:: Work instruction ::
Go through the lines below and copy any that hold the string "width".

*** Dataset extract ***

//! CIE 1931 xy chromaticity diagram with the Planckian locus.

use image::{Rgb, RgbImage};
use plotters::prelude::*;

use super::style::{
    font_family, plot_color, render, series_color, Marker, LABEL_SIZE, NOTE_SIZE, TICK_SIZE,
    TITLE_SIZE,
};
use super::{PlotError, PlotOptions};
use crate::color::{cct_to_xy, rgb_to_xy, MAX_CCT, MIN_CCT};
use crate::data::Table;
use crate::devices::SensorReading;

pub const CHROMATICITY_TITLE: &str = "CCT color";

/// CIE 1931 2° spectral locus: wavelength (nm), x, y.
pub const SPECTRAL_LOCUS: [(u32, f64, f64); 44] = [
    (380, 0.1741, 0.0050),
    (390, 0.1738, 0.0049),
    (400, 0.1733, 0.0048),
    (410, 0.1726, 0.0048),
    (420, 0.1714, 0.0051),
    (430, 0.1689, 0.0069),
    (440, 0.1644, 0.0109),
    (450, 0.1566, 0.0177),
    (460, 0.1440, 0.0297),
    (470, 0.1241, 0.0578),
    (475, 0.1096, 0.0868),
    (480, 0.0913, 0.1327),
    (485, 0.0687, 0.2007),
    (490, 0.0454, 0.2950),
    (495, 0.0235, 0.4127),
    (500, 0.0082, 0.5384),
    (505, 0.0039, 0.6548),
    (510, 0.0139, 0.7502),
    (515, 0.0389, 0.8120),
    (520, 0.0743, 0.8338),
    (525, 0.1142, 0.8262),
    (530, 0.1547, 0.8059),
    (535, 0.1929, 0.7816),
    (540, 0.2296, 0.7543),
    (545, 0.2658, 0.7243),
    (550, 0.3016, 0.6923),
    (555, 0.3373, 0.6589),
    (560, 0.3731, 0.6245),
    (565, 0.4087, 0.5896),
    (570, 0.4441, 0.5547),
    (575, 0.4788, 0.5202),
    (580, 0.5125, 0.4866),
    (585, 0.5448, 0.4544),
    (590, 0.5752, 0.4242),
    (595, 0.6029, 0.3965),
    (600, 0.6270, 0.3725),
    (610, 0.6658, 0.3340),
    (620, 0.6915, 0.3083),
    (630, 0.7079, 0.2920),
    (640, 0.7190, 0.2809),
    (650, 0.7260, 0.2740),
    (660, 0.7300, 0.2700),
    (680, 0.7334, 0.2666),
    (700, 0.7347, 0.2653),
];

const INK: Rgb<u8> = Rgb([0, 0, 0]);
const LOCUS_COLOR: Rgb<u8> = Rgb([110, 110, 110]);
const PLANCKIAN_COLOR: Rgb<u8> = Rgb([200, 60, 30]);

/// Planckian locus temperatures labelled on the diagram.
const CCT_LABELS: [f64; 6] = [2000.0, 2700.0, 4000.0, 6500.0, 10000.0, 25000.0];

const DEVICE_LABEL: &str = "Device-converted";
const COMPUTED_LABEL: &str = "Computed from RGB";

#[derive(Debug, Clone)]
struct Series {
    label: String,
    marker: Marker,
    color: Rgb<u8>,
    connected: bool,
    points: Vec<(f64, f64)>,
}

/// Chromaticity diagram; add points and series, then render.
#[derive(Debug, Clone, Default)]
pub struct ChromaticityPlot {
    series: Vec<Series>,
}

impl ChromaticityPlot {
    pub fn new() -> Self {
        Self::default()
    }

    pub fn is_empty(&self) -> bool {
        self.series.iter().all(|s| s.points.is_empty())
    }

    /// Number of plotted points, all series together.
    pub fn point_count(&self) -> usize {
        self.series.iter().map(|s| s.points.len()).sum()
    }

    fn series_mut(&mut self, label: &str, marker: Marker, color: Rgb<u8>) -> &mut Series {
        let index = match self.series.iter().position(|s| s.label == label) {
            Some(index) => index,
            None => {
                self.series.push(Series {
                    label: label.to_string(),
                    marker,
                    color,
                    connected: false,
                    points: Vec::new(),
                });
                self.series.len() - 1
            }
        };
        &mut self.series[index]
    }

    /// Plot a sensor reading twice: the device's own CCT on the Planckian
    /// locus (`+`) and its raw RGB converted to xy (`*`).
    pub fn add_measurement(&mut self, reading: &SensorReading) {
        if reading.cct > 0.0 {
            let xy = cct_to_xy(reading.cct);
            self.series_mut(DEVICE_LABEL, Marker::Plus, INK).points.push(xy);
        }
        if let Some(xy) = rgb_to_xy(reading.r, reading.g, reading.b) {
            self.series_mut(COMPUTED_LABEL, Marker::Star, INK).points.push(xy);
        }
    }

    /// Plot color temperatures as points on the Planckian locus.
    pub fn add_cct_points(&mut self, label: &str, color: Rgb<u8>, ccts: &[f64]) {
        let series = self.series_mut(label, Marker::Plus, color);
        series
            .points
            .extend(ccts.iter().filter(|c| **c > 0.0).map(|c| cct_to_xy(*c)));
    }

    /// Polyline through RGB triples converted to xy. Black triples are skipped.
    pub fn add_series(&mut self, label: &str, marker: Marker, color: Rgb<u8>, values: &[[f64; 3]]) {
        let points = values
            .iter()
            .filter_map(|[r, g, b]| rgb_to_xy(*r, *g, *b))
            .collect();
        self.series.push(Series {
            label: label.to_string(),
            marker,
            color,
            connected: true,
            points,
        });
    }

    /// Collect what a calibration table has to say about color: sensor
    /// readings (`r`, `g`, `b`, `cct`) and every `*_cct` column.
    pub fn from_table(table: &Table) -> Result<Self, PlotError> {
        let mut plot = Self::new();

        if ["r", "g", "b", "cct"].iter().all(|k| table.has_column(k)) {
            for record in &table.records {
                let field = |k: &str| record.get(k).copied().unwrap_or(0.0);
                let reading = SensorReading {
                    r: field("r"),
                    g: field("g"),
                    b: field("b"),
                    w: field("w"),
                    lux: field("lux"),
                    cct: field("cct"),
                };
                plot.add_measurement(&reading);
            }
        } else {
            let cct_columns = table.keys.iter().filter(|k| k.ends_with("_cct"));
            for (i, key) in cct_columns.enumerate() {
                plot.add_cct_points(key, series_color(i), &table.column(key));
            }
        }

        if plot.is_empty() {
            return Err(PlotError::NoData(
                "table has no sensor RGB or CCT values".to_string(),
            ));
        }
        Ok(plot)
    }

    /// Draw the spectral locus, the Planckian locus with a few labelled
    /// temperatures, and every series with its legend entry.
    pub fn render(&self, options: &PlotOptions) -> Result<RgbImage, PlotError> {
        let family = font_family(options)?;
        let locus_color = plot_color(LOCUS_COLOR);
        let planckian_color = plot_color(PLANCKIAN_COLOR);

        render(options, |root| {
            let mut chart = ChartBuilder::on(root)
                .caption(CHROMATICITY_TITLE, (family, TITLE_SIZE).into_font())
                .margin(15)
                .x_label_area_size(50)
                .y_label_area_size(60)
                .build_cartesian_2d(0.0..0.8, 0.0..0.9)?;

            chart
                .configure_mesh()
                .x_desc("CIE x")
                .y_desc("CIE y")
                .axis_desc_style((family, LABEL_SIZE))
                .label_style((family, TICK_SIZE))
                .draw()?;

            // Spectral locus, closed by the line of purples
            let mut locus: Vec<(f64, f64)> =
                SPECTRAL_LOCUS.iter().map(|(_, x, y)| (*x, *y)).collect();
            locus.push(locus[0]);
            chart.draw_series(LineSeries::new(locus, &locus_color))?;
            let note = (family, NOTE_SIZE).into_font().color(&locus_color);
            chart.draw_series(
                SPECTRAL_LOCUS
                    .iter()
                    .filter(|(nm, _, _)| nm % 20 == 0 && *nm >= 460)
                    .map(|(nm, x, y)| {
                        EmptyElement::at((*x, *y)) + Text::new(nm.to_string(), (4, -6), note.clone())
                    }),
            )?;

            chart.draw_series(LineSeries::new(planckian_locus(200), &planckian_color))?;
            let note = (family, NOTE_SIZE).into_font().color(&planckian_color);
            chart.draw_series(CCT_LABELS.iter().map(|cct| {
                EmptyElement::at(cct_to_xy(*cct))
                    + Circle::new((0, 0), 3, planckian_color.filled())
                    + Text::new(format!("{}K", cct), (-10, 6), note.clone())
            }))?;

            for series in &self.series {
                let color = plot_color(series.color);
                if series.connected {
                    chart.draw_series(LineSeries::new(series.points.iter().copied(), &color))?;
                }
                let marker = series.marker;
                let style = marker.style(color);
                let points = series
                    .points
                    .iter()
                    .filter(|_| marker != Marker::None)
                    .map(|p| EmptyElement::at(*p) + PathElement::new(marker.path((0, 0)), style));
                chart
                    .draw_series(points)?
                    .label(series.label.as_str())
                    .legend(move |(x, y)| PathElement::new(marker.path((x + 10, y)), style));
            }

            if !self.series.is_empty() {
                chart
                    .configure_series_labels()
                    .position(SeriesLabelPosition::UpperRight)
                    .label_font((family, TICK_SIZE))
                    .background_style(WHITE.mix(0.8))
                    .border_style(BLACK)
                    .draw()?;
            }
            Ok(())
        })
    }
}

/// Planckian locus sampled evenly in mired between the supported CCT limits.
fn planckian_locus(samples: usize) -> Vec<(f64, f64)> {
    let (hi, lo) = (1e6 / MIN_CCT, 1e6 / MAX_CCT);
    (0..samples)
        .map(|i| {
            let mired = lo + (hi - lo) * i as f64 / (samples - 1).max(1) as f64;
            cct_to_xy(1e6 / mired)
        })
        .collect()
}

#[cfg(test)]
mod tests {
    use super::*;
    use crate::data::Record;

    fn reading(r: f64, g: f64, b: f64, cct: f64) -> SensorReading {
        SensorReading {
            r,
            g,
            b,
            cct,
            ..Default::default()
        }
    }

    #[test]
    fn test_measurement_adds_device_and_computed_points() {
        let mut plot = ChromaticityPlot::new();
        plot.add_measurement(&reading(1.0, 0.8, 0.6, 3000.0));
        plot.add_measurement(&reading(1.0, 1.0, 1.0, 6500.0));
        assert_eq!(plot.series.len(), 2);
        assert_eq!(plot.point_count(), 4);

        // Sensor that saw nothing contributes nothing
        plot.add_measurement(&reading(0.0, 0.0, 0.0, 0.0));
        assert_eq!(plot.point_count(), 4);
    }

    #[test]
    fn test_planckian_locus_runs_warm_to_cold() {
        let locus = planckian_locus(50);
        assert_eq!(locus.len(), 50);
        let (first, last) = (locus[0], locus[49]);
        // Coldest first: bluish, small x
        assert!(first.0 < last.0);
        assert!(last.0 > 0.5);
    }

    #[test]
    fn test_from_table_uses_cct_columns() {
        let mut table = Table::new(&["requested", "rgb_lux", "rgb_cct", "rgbw_cct"]);
        for t in [3000.0, 4000.0] {
            let mut record = Record::new();
            record.insert("requested".to_string(), t);
            record.insert("rgb_cct".to_string(), t + 100.0);
            record.insert("rgbw_cct".to_string(), t - 50.0);
            table.push(record);
        }
        let plot = ChromaticityPlot::from_table(&table).unwrap();
        assert_eq!(plot.series.len(), 2);
        assert_eq!(plot.point_count(), 4);

        let empty = Table::new(&["requested", "w_lux"]);
        assert!(matches!(
            ChromaticityPlot::from_table(&empty),
            Err(PlotError::NoData(_))
        ));
    }

    #[test]
    fn test_render_draws_loci_and_series() {
        let mut plot = ChromaticityPlot::new();
        let green = Rgb([0, 200, 0]);
        plot.add_series("mix", Marker::Dot, green, &[[1.0, 0.5, 0.2], [0.5, 0.5, 1.0]]);
        plot.add_measurement(&reading(1.0, 0.9, 0.8, 4000.0));

        let options = PlotOptions::default().with_size(500, 500);
        let image = plot.render(&options).unwrap();
        assert_eq!(image.dimensions(), (500, 500));
        let count = |c: Rgb<u8>| image.pixels().filter(|p| **p == c).count();
        assert!(count(LOCUS_COLOR) > 100);
        assert!(count(PLANCKIAN_COLOR) > 50);
        assert!(count(green) > 10);
    }

    #[test]
    fn test_render_labels_with_default_options() {
        let mut plot = ChromaticityPlot::new();
        plot.add_measurement(&reading(1.0, 0.9, 0.8, 4000.0));
        let image = plot.render(&PlotOptions::default()).unwrap();
        let (width, height) = image.dimensions();
        let paper = Rgb([255, 255, 255]);
        let ink = |xs: std::ops::Range<u32>, ys: std::ops::Range<u32>| {
            ys.flat_map(|y| xs.clone().map(move |x| (x, y)))
                .filter(|(x, y)| *image.get_pixel(*x, *y) != paper)
                .count()
        };

        // Title band
        assert!(ink(0..width, 0..40) > 100);
        // Legend box in the empty upper-right of the diagram
        assert!(ink(width * 3 / 4..width, 40..height / 4) > 200);
    }
}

*** End of Dataset extract ***

:: Task solution ::
        let (width, height) = image.dimensions();
        assert!(ink(0..width, 0..40) > 100);
        assert!(ink(width * 3 / 4..width, 40..height / 4) > 200);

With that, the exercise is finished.